Atherosclerosis is a complex vascular disease with a bidirectional interaction between lipids and inflammation as a major feature. These interactions involve monocytes/macrophages, T cells, vascular smooth muscle cell (SMC) and endothelial cells, and in addition to inflammation and lipid deposition, matrix remodelling is an important characteristic of the atherosclerotic lesion [1]. The liver, which is a central regulator of fatty acid and glucose metabolism, is also involved in an atherosclerosis development and systemic low-grade inflammation characterizing this disorder, as demonstrated by the increased subclinical atherosclerosis in patients with non-alcoholic fatty liver disease (NAFLD) [2]. Additionally, there is growing evidence supporting a role of mitochondrial dysfunction that also involves enhanced oxidative stress in the pathogenesis of atherosclerosis [3,4]. Despite state-of-the-art cardiovascular treatment including the use of statins, 38% of all deaths in North America is related to atherosclerosis, and it is the most common cause of death in European men over 45 and in woman over 65 years of age [5]. The growing epidemic of obesity and diabetes associated with a metabolic phenotype characterized by dyslipidemia may further contribute to an increased risk of cardiovascular disease. These factors force us to consider new strategies for prevention and treatment of atherosclerotic disorders.

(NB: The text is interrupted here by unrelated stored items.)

use serde::Deserialize;
use utoipa::ToSchema;
use validator::Validate;

/// Largest delta a single submission may add to a ledger entry.
pub const MAX_POINTS_PER_SUBMISSION: i64 = 1_000_000;

#[derive(Debug, Clone, Deserialize, Validate, ToSchema)]
pub struct SubmitScoreParams {
    /// Registry id of the game, e.g. `"Wordle"` or `"2048"`.
    #[validate(length(min = 1, message = "Game name or score not provided."))]
    pub game_name: String,
    /// Points to add to the caller's running total for this game.
    #[validate(range(min = 0, max = MAX_POINTS_PER_SUBMISSION, message = "Score must be between 0 and 1000000."))]
    pub score: i64,
}
use chrono::Utc;
use sea_orm::{
    ActiveModelTrait, ColumnTrait, Condition, DbConn, EntityTrait, QueryFilter, Set, SqlErr,
};
use uuid::Uuid;

use models::domains::users;
use models::params::user::{CreateUserParams, LoginUserParams};

use crate::error::UserError;

const MIN_PASSWORD_LEN: usize = 6;

pub async fn create_user(
    db: &DbConn,
    params: CreateUserParams,
    hash_cost: u32,
) -> Result<users::Model, UserError> {
    let username = params.username.trim();
    let email = params.email.trim();
    let password = params.password.trim();

    if username.is_empty() || email.is_empty() || password.is_empty() {
        return Err(UserError::InvalidInput("All fields are required.".to_string()));
    }
    if password.chars().count() < MIN_PASSWORD_LEN {
        return Err(UserError::InvalidInput(
            "Password must be at least 6 characters long.".to_string(),
        ));
    }

    let existing_user = users::Entity::find()
        .filter(
            Condition::any()
                .add(users::Column::Username.eq(username))
                .add(users::Column::Email.eq(email)),
        )
        .one(db)
        .await?;
    if existing_user.is_some() {
        return Err(UserError::AlreadyExists);
    }

    let password_hash = bcrypt::hash(password, hash_cost)?;

    let inserted = users::ActiveModel {
        id: Set(Uuid::new_v4().to_string()),
        username: Set(username.to_string()),
        email: Set(email.to_string()),
        password_hash: Set(password_hash),
        created_at: Set(Utc::now().fixed_offset()),
    }
    .insert(db)
    .await;

    match inserted {
        Ok(user) => {
            tracing::info!(user_id = %user.id, username = %user.username, "Registered user");
            Ok(user)
        }
        // Lost a race against a concurrent registration with the same name.
        Err(e) if matches!(e.sql_err(), Some(SqlErr::UniqueConstraintViolation(_))) => {
            Err(UserError::AlreadyExists)
        }
        Err(e) => Err(e.into()),
    }
}

pub async fn get_user(db: &DbConn, id: &str) -> Result<Option<users::Model>, UserError> {
    Ok(users::Entity::find_by_id(id).one(db).await?)
}

pub async fn login_user(
    db: &DbConn,
    LoginUserParams { username, password }: LoginUserParams,
) -> Result<users::Model, UserError> {
    let username = username.trim();
    let password = password.trim();

    if username.is_empty() || password.is_empty() {
        return Err(UserError::InvalidInput(
            "Username and password are required.".to_string(),
        ));
    }

    let user = users::Entity::find()
        .filter(users::Column::Username.eq(username))
        .one(db)
        .await?
        .ok_or(UserError::InvalidCredentials)?;

    if !bcrypt::verify(password, &user.password_hash)? {
        tracing::debug!(username = %username, "Rejected login with wrong password");
        return Err(UserError::InvalidCredentials);
    }

    tracing::info!(user_id = %user.id, "User logged in");
    Ok(user)
}
use axum::{extract::Request, middleware::Next, response::Response};
use chrono::Utc;
use models::schemas::user::ClientSchema;
use tower_sessions::Session;
use uuid::Uuid;

use crate::error::ApiError;

pub const CLIENT_SESSION_KEY: &str = "client_session_data_v1";

/// Loads the caller's [`ClientSchema`] (creating one for new browsers) and
/// hands it to handlers as a request extension. Handlers read the logged-in
/// user from there and nowhere else.
pub async fn client_session(
    session: Session,
    mut req: Request,
    next: Next,
) -> Result<Response, ApiError> {
    let client_session = match session.get::<ClientSchema>(CLIENT_SESSION_KEY).await {
        Ok(Some(state)) => {
            tracing::trace!("Loaded existing client session.");
            state
        }
        Ok(None) => {
            tracing::debug!("No client session found, creating new one.");

            let new_state = ClientSchema {
                id: Uuid::new_v4().to_string(),
                user: None,
                updated: Utc::now(),
            };
            save_client(&session, &new_state).await?;
            new_state
        }
        Err(e) => {
            tracing::error!("Failed to load client session data from store: {}", e);
            return Err(ApiError::from(e));
        }
    };

    req.extensions_mut().insert(client_session);

    Ok(next.run(req).await)
}

pub async fn save_client(session: &Session, client: &ClientSchema) -> Result<(), ApiError> {
    session
        .insert(CLIENT_SESSION_KEY, client)
        .await
        .map_err(|e| {
            tracing::error!("Failed to save client session data: {}", e);
            ApiError::from(e)
        })
}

Although statins have been shown to possess anti-inflammatory properties, modulation of the non-resolving inflammation that characterizes the atherosclerotic process is still a therapeutic challenge.

Tetradecylthioacetic acid (TTA) is a modified saturated fatty acid (SFA) analogue made of 16 carbons, plus a sulphur atom inserted in the 3-position from the carboxylic end. Following cellular uptake, TTA is converted to TTA-CoA [6], which is a good substrate for the carnitine palmitoyltransferase system (CPT1 and CPT2) [7], transporting acyl-CoA into the mitochondria. However, due to the sulphur atom at the 3 position TTA is blocked for β-oxidation [8], and the S-substitution also contribute to the antioxidant effect [9]. TTA stimulates mitochondrial fatty acid oxidation of normal β-oxidizable fatty acids [10] and induces mitochondrial proliferation in rat hepatocytes [11]. As a pan-ligand for members of the peroxisome proliferator-activated receptor (PPAR) family of nuclear hormone receptors, TTA regulates expression of fatty acid metabolizing enzymes, in particular those of the catabolic pathway [1214]. TTA is reported to have both cholesterol- and triacylglycerol (TAG) lowering effect in in psoriasis patients [8]. The increased mitochondrial fatty acid oxidation and mitochondrial proliferation seem to be important in regulating plasma TAG level [11,12]. Moreover, TTA is an antioxidant [15] with immunomodulating properties, able to lower plasma level of tumor necrosis factor (TNF)-α, vascular cell adhesion molecule (VCAM)-1 and interleukin (IL)-8 in vitro [16] as well as in vivo [17]. The anti-inflammatory effects of TTA appear to involve both PPARα-dependent and –independent pathways [16]. Finally, TTA is found to be present in the coronary wall [18], suggesting a potential for a direct effect on coronary atherosclerosis.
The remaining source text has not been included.